Swimming fitness is an extremely good form of aerobic exercise but if done improperly, the core is not utilized and most of the strength is focused primarily on the shoulders and legs.   Aerobic fitness increases the efficiency of the metabolic rate of muscle tissue.  It practices improving the capacity and efficiency of one’s metabolism prolonging when the body switches over to an anaerobic state.  When the body “kicks in” to an anaerobic state the body produces lactic acid and the burning sensation begins.  It is extremely less efficient and much more tiring.  As this improves without the proper knowledge core training is hindered.

There are several aquatic exercises that allow for a balanced core, but knowing how to achieve balance only comes with a précis understanding of anatomy and swimming technique.  In performing these exercises, not only can you have great posture and strong abs, but you can also have true strength spread throughout your body.

Most swimmers rely too much on their shoulders or “pull”, which can lead to problems with capsular laxity and rotator cuff tendinitis, more commonly known as “swimmer’s shoulder.” Other factors such as poor posture, lack of flexibility, poor stroke mechanics, breathing only to one side, and especially lack of upper back strength contribute to shoulder problems.

At SwimJim, we bring a great attention to detail on how to protect the shoulders and focus on core strength.  Our entire program is built around the idea of swimming from the core and balancing muscular strength.  In turn improving the body’s fitness through aerobic capacity, core strength, and balance; three things that will keep a swimmer happy, healthy, fast and with longevity.

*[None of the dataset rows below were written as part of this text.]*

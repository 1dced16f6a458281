use std::collections::HashMap;
use std::sync::{Arc, Mutex};

use async_trait::async_trait;
use axum::{
    Router,
    body::Body,
    http::{Method, Request, StatusCode},
    response::Response,
};
use http_body_util::BodyExt;
use serde_json::{Value, json};
use storefront_offline::{
    cache::MemoryCacheStorage,
    infra::{
        clients::ClientRegistry,
        http::{GatewayState, build_admin_router, build_public_router},
        notifications::NotificationCenter,
    },
    worker::{
        ActionReplayer, ControllerConfig, DEFAULT_PRECACHE, FetchRequest, MemoryActionQueue,
        Network, NetworkError, OfflineAction, Registration, SyncError, WorkerContext,
    },
};
use tower::ServiceExt;
use url::Url;

/// Upstream double answering by path; unknown paths are unreachable.
#[derive(Default)]
struct FakeUpstream {
    routes: Mutex<HashMap<String, (StatusCode, String)>>,
    seen: Mutex<Vec<(Method, String)>>,
}

impl FakeUpstream {
    fn route(&self, path: &str, status: StatusCode, body: &str) {
        self.routes
            .lock()
            .expect("routes lock")
            .insert(path.to_string(), (status, body.to_string()));
    }

    fn go_offline(&self, path: &str) {
        self.routes.lock().expect("routes lock").remove(path);
    }

    fn hits(&self, method: &Method, path: &str) -> usize {
        self.seen
            .lock()
            .expect("seen lock")
            .iter()
            .filter(|(m, p)| m == method && p == path)
            .count()
    }
}

#[async_trait]
impl Network for FakeUpstream {
    async fn fetch(&self, request: &FetchRequest) -> Result<Response, NetworkError> {
        let path = request.url.path().to_string();
        self.seen
            .lock()
            .expect("seen lock")
            .push((request.method.clone(), path.clone()));

        let route = self.routes.lock().expect("routes lock").get(&path).cloned();
        match route {
            Some((status, body)) => {
                let mut response = Response::new(Body::from(body));
                *response.status_mut() = status;
                Ok(response)
            }
            None => Err(NetworkError::Unreachable(format!("no route for {path}"))),
        }
    }
}

#[derive(Default)]
struct CountingReplayer {
    replayed: Mutex<Vec<String>>,
}

#[async_trait]
impl ActionReplayer for CountingReplayer {
    async fn replay(&self, action: &OfflineAction) -> Result<(), SyncError> {
        self.replayed
            .lock()
            .expect("replayed lock")
            .push(action.path.clone());
        Ok(())
    }
}

struct Gateway {
    state: GatewayState,
    upstream: Arc<FakeUpstream>,
    replayer: Arc<CountingReplayer>,
}

impl Gateway {
    async fn start() -> Self {
        let gateway = Self::unregistered();
        gateway
            .state
            .registration
            .register(Arc::clone(&gateway.state.worker_config))
            .await
            .expect("register");
        gateway
    }

    fn unregistered() -> Self {
        let upstream = Arc::new(FakeUpstream::default());
        for path in DEFAULT_PRECACHE {
            upstream.route(path, StatusCode::OK, &format!("shell {path}"));
        }
        let replayer = Arc::new(CountingReplayer::default());
        let clients = Arc::new(ClientRegistry::new());
        let notifications = Arc::new(NotificationCenter::new());

        let context = WorkerContext {
            storage: Arc::new(MemoryCacheStorage::new()),
            network: upstream.clone(),
            clients: clients.clone(),
            notifier: notifications.clone(),
            actions: Arc::new(MemoryActionQueue::new()),
            replayer: replayer.clone(),
        };
        let worker_config = ControllerConfig {
            scope: Url::parse("http://shop.test/").expect("scope"),
            ..Default::default()
        };

        let state = GatewayState {
            registration: Arc::new(Registration::new(context)),
            worker_config: Arc::new(worker_config),
            clients,
            notifications,
            max_body_bytes: 64 * 1024,
        };

        Self {
            state,
            upstream,
            replayer,
        }
    }

    fn public(&self) -> Router {
        build_public_router(self.state.clone())
    }

    fn admin(&self) -> Router {
        build_admin_router(self.state.clone())
    }

    async fn settle(&self) {
        self.state.registration.shutdown().await;
    }
}

fn get(uri: &str) -> Request<Body> {
    Request::builder()
        .uri(uri)
        .body(Body::empty())
        .expect("request")
}

fn post_json(uri: &str, body: Value) -> Request<Body> {
    Request::builder()
        .method(Method::POST)
        .uri(uri)
        .header("content-type", "application/json")
        .body(Body::from(body.to_string()))
        .expect("request")
}

async fn text(response: Response) -> String {
    let bytes = response
        .into_body()
        .collect()
        .await
        .expect("body")
        .to_bytes();
    String::from_utf8(bytes.to_vec()).expect("utf8")
}

async fn json_body(response: Response) -> Value {
    serde_json::from_str(&text(response).await).expect("json body")
}

#[tokio::test]
async fn app_shell_is_served_from_cache() {
    let gateway = Gateway::start().await;
    gateway
        .upstream
        .route("/boutique", StatusCode::OK, "fresh boutique");

    let response = gateway.public().oneshot(get("/boutique")).await.expect("call");

    assert_eq!(response.status(), StatusCode::OK);
    assert_eq!(text(response).await, "shell /boutique");
    assert_eq!(gateway.upstream.hits(&Method::GET, "/boutique"), 1);
}

#[tokio::test]
async fn api_responses_survive_going_offline() {
    let gateway = Gateway::start().await;
    gateway
        .upstream
        .route("/api/products", StatusCode::OK, r#"[{"id":1}]"#);

    let online = gateway
        .public()
        .oneshot(get("/api/products"))
        .await
        .expect("call");
    assert_eq!(text(online).await, r#"[{"id":1}]"#);
    gateway.settle().await;

    gateway.upstream.go_offline("/api/products");
    let offline = gateway
        .public()
        .oneshot(get("/api/products"))
        .await
        .expect("call");

    assert_eq!(offline.status(), StatusCode::OK);
    assert_eq!(text(offline).await, r#"[{"id":1}]"#);
}

#[tokio::test]
async fn uncached_failures_become_bad_gateway() {
    let gateway = Gateway::start().await;

    let response = gateway
        .public()
        .oneshot(get("/api/categories"))
        .await
        .expect("call");

    assert_eq!(response.status(), StatusCode::BAD_GATEWAY);
}

#[tokio::test]
async fn image_destination_is_cached_on_first_fetch() {
    let gateway = Gateway::start().await;
    gateway
        .upstream
        .route("/uploads/mirror.png", StatusCode::OK, "png");
    let image = || {
        Request::builder()
            .uri("/uploads/mirror.png")
            .header("sec-fetch-dest", "image")
            .body(Body::empty())
            .expect("request")
    };

    gateway.public().oneshot(image()).await.expect("call");
    gateway.settle().await;
    gateway.upstream.go_offline("/uploads/mirror.png");
    let cached = gateway.public().oneshot(image()).await.expect("call");

    assert_eq!(text(cached).await, "png");
    assert_eq!(gateway.upstream.hits(&Method::GET, "/uploads/mirror.png"), 1);
}

#[tokio::test]
async fn writes_pass_through_untouched() {
    let gateway = Gateway::start().await;
    gateway
        .upstream
        .route("/api/products", StatusCode::CREATED, r#"{"id":2}"#);

    let response = gateway
        .public()
        .oneshot(post_json("/api/products", json!({"name": "Curette"})))
        .await
        .expect("call");
    gateway.settle().await;

    assert_eq!(response.status(), StatusCode::CREATED);
    assert_eq!(gateway.upstream.hits(&Method::POST, "/api/products"), 1);
    let storage = &gateway.state.registration.context().storage;
    assert_eq!(storage.len("dynamic-v1").await.expect("len"), 0);
}

#[tokio::test]
async fn requests_pass_through_without_a_worker() {
    let gateway = Gateway::unregistered();
    gateway.upstream.route("/contact", StatusCode::OK, "contact");

    let response = gateway.public().oneshot(get("/contact")).await.expect("call");
    gateway.settle().await;

    assert_eq!(text(response).await, "contact");
    let storage = &gateway.state.registration.context().storage;
    assert!(storage.keys().await.expect("keys").is_empty());
}

#[tokio::test]
async fn health_reports_ok() {
    let gateway = Gateway::unregistered();

    let response = gateway.admin().oneshot(get("/health")).await.expect("call");

    assert_eq!(response.status(), StatusCode::OK);
    assert_eq!(json_body(response).await, json!({"status": "ok"}));
}

#[tokio::test]
async fn worker_status_and_partitions() {
    let gateway = Gateway::start().await;

    let status = json_body(gateway.admin().oneshot(get("/worker")).await.expect("call")).await;
    assert_eq!(status["state"], "active");
    assert_eq!(status["static_partition"], "static-v1");
    assert_eq!(status["update_available"], false);

    let partitions =
        json_body(gateway.admin().oneshot(get("/partitions")).await.expect("call")).await;
    assert_eq!(
        partitions,
        json!([{"name": "static-v1", "entries": DEFAULT_PRECACHE.len(), "current": true}])
    );
}

#[tokio::test]
async fn push_then_explore_click() {
    let gateway = Gateway::start().await;

    let push = Request::builder()
        .method(Method::POST)
        .uri("/push")
        .body(Body::from("Nouveaux implants en stock"))
        .expect("request");
    let notification = json_body(gateway.admin().oneshot(push).await.expect("call")).await;
    assert_eq!(notification["title"], "DentalTech Pro");
    assert_eq!(notification["body"], "Nouveaux implants en stock");

    let shown = json_body(
        gateway
            .admin()
            .oneshot(get("/notifications"))
            .await
            .expect("call"),
    )
    .await;
    assert_eq!(shown.as_array().map(Vec::len), Some(1));

    let id = notification["id"].as_str().expect("id");
    let click = gateway
        .admin()
        .oneshot(post_json(
            &format!("/notifications/{id}/click"),
            json!({"action": "explore"}),
        ))
        .await
        .expect("call");
    assert_eq!(
        json_body(click).await,
        json!({"outcome": "opened", "url": "http://shop.test/"})
    );

    let shown = json_body(
        gateway
            .admin()
            .oneshot(get("/notifications"))
            .await
            .expect("call"),
    )
    .await;
    assert_eq!(shown, json!([]));
}

#[tokio::test]
async fn clicking_unknown_notification_is_not_found() {
    let gateway = Gateway::start().await;

    let response = gateway
        .admin()
        .oneshot(post_json(
            "/notifications/6f1c1d4e-8b0e-4c55-9d43-2f6f0d7c9a11/click",
            json!({"action": "close"}),
        ))
        .await
        .expect("call");

    assert_eq!(response.status(), StatusCode::NOT_FOUND);
}

#[tokio::test]
async fn queued_actions_replay_on_sync() {
    let gateway = Gateway::start().await;

    let queued = gateway
        .admin()
        .oneshot(post_json(
            "/offline-actions",
            json!({"method": "post", "path": "/api/orders", "body": {"items": [3]}}),
        ))
        .await
        .expect("call");
    assert_eq!(queued.status(), StatusCode::CREATED);

    let foreign = gateway
        .admin()
        .oneshot(post_json("/sync", json!({"tag": "periodic"})))
        .await
        .expect("call");
    assert_eq!(json_body(foreign).await, json!({"outcome": "ignored"}));

    let sync = gateway
        .admin()
        .oneshot(post_json("/sync", json!({"tag": "background-sync"})))
        .await
        .expect("call");
    assert_eq!(
        json_body(sync).await,
        json!({"outcome": "completed", "replayed": 1})
    );
    assert_eq!(
        gateway.replayer.replayed.lock().expect("replayed lock").clone(),
        vec!["/api/orders"]
    );
}

#[tokio::test]
async fn offline_action_paths_must_be_absolute() {
    let gateway = Gateway::start().await;

    let response = gateway
        .admin()
        .oneshot(post_json(
            "/offline-actions",
            json!({"method": "POST", "path": "api/orders"}),
        ))
        .await
        .expect("call");

    assert_eq!(response.status(), StatusCode::BAD_REQUEST);
}

#[tokio::test]
async fn failed_update_keeps_serving_previous_version() {
    let gateway = Gateway::start().await;
    gateway.upstream.go_offline("/logo512.png");

    let update = gateway
        .admin()
        .oneshot(post_json("/update", json!({})))
        .await
        .expect("call");
    assert_eq!(update.status(), StatusCode::BAD_GATEWAY);

    let status = json_body(gateway.admin().oneshot(get("/worker")).await.expect("call")).await;
    assert_eq!(status["state"], "active");
    assert_eq!(status["update_available"], false);

    let shell = gateway.public().oneshot(get("/")).await.expect("call");
    assert_eq!(text(shell).await, "shell /");
}

#[tokio::test]
async fn successful_update_flags_update_available() {
    let gateway = Gateway::start().await;

    let update = gateway
        .admin()
        .oneshot(post_json("/update", json!({})))
        .await
        .expect("call");

    assert_eq!(update.status(), StatusCode::OK);
    let body = json_body(update).await;
    assert_eq!(body["state"], "active");
    assert_eq!(body["update_available"], true);
}

#[tokio::test]
async fn unregistered_gateway_rejects_events() {
    let gateway = Gateway::start().await;

    let request = Request::builder()
        .method(Method::DELETE)
        .uri("/worker")
        .body(Body::empty())
        .expect("request");
    let removed = gateway.admin().oneshot(request).await.expect("call");
    assert_eq!(removed.status(), StatusCode::NO_CONTENT);

    let push = Request::builder()
        .method(Method::POST)
        .uri("/push")
        .body(Body::empty())
        .expect("request");
    let rejected = gateway.admin().oneshot(push).await.expect("call");
    assert_eq!(rejected.status(), StatusCode::CONFLICT);
}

Why we teach back floating…

November 2, 2009

We are first and foremost a water safety education center.  It is our primary goal to make sure that every child is safer in the water, no matter what skill level the child.  Every aspect of our curriculum is geared toward that reward.

You may have noticed that we spend a lot of time floating with the children, and adults.  We teach coming off the wall on our backs, rolling over to our backs to breathe, diving and resurfacing to a back float, getting rings off the floor to a back float and starting all skills on our back, i.e., backstroke before freestyle and elementary backstroke before breaststroke.  Floating is the foundation of our program.  It gives children and adults somewhere “SAFER” to go while exploring the water, simultaneously establishing balance by learning to access core muscles (the muscles that attach to our spine and ribs, helping us balance and stand upright) in an aquatic environment.

New swimmers often have a difficult time adjusting to floating.  We are land based animals and are used to balancing in an upright position.  This makes it difficult for some children, and adults, to get used to trying to balance on their backs.  On land, we look to the horizon to find our bearings; this does not work in the water.  It makes floating more difficult.  Sitting up, looking for the horizon makes you sink in the water, hence the feeling of “falling” children often express about floating.  It has been said that repetition is the mother of all learning.  So we spend the majority of time early in our swimming careers learning to float, ensuring a safer child in the water.

A child that feels safer in the water will pick up new, more complicated skills easier than a child who is insecure about the water, and that child will be less likely to drown.  Any time a child, or adult, feels insecure in the water; they should roll to their backs and float or grab the wall if they are near it.  This will give you time to collect yourself, emotionally, mentally and physically, then get to a safer place like the wall, beach or somewhere you can stand.  We still suggest that parents and caregivers take CPR and first aid classes as an added precaution, as well as follow the “SAFER 3” (Safer Kids, Safer Water, Safer Response) from the “Swim for Life” Foundation, of which Jim Spiers is a board member.

Swimming is a life skill that we believe everyone should master.  It promotes a healthy, more confident, safer and enthusiastic water environment.  It keeps our children active and promotes a healthier lifestyle.  And most importantly, helps reduce the risk of drowning related accidents.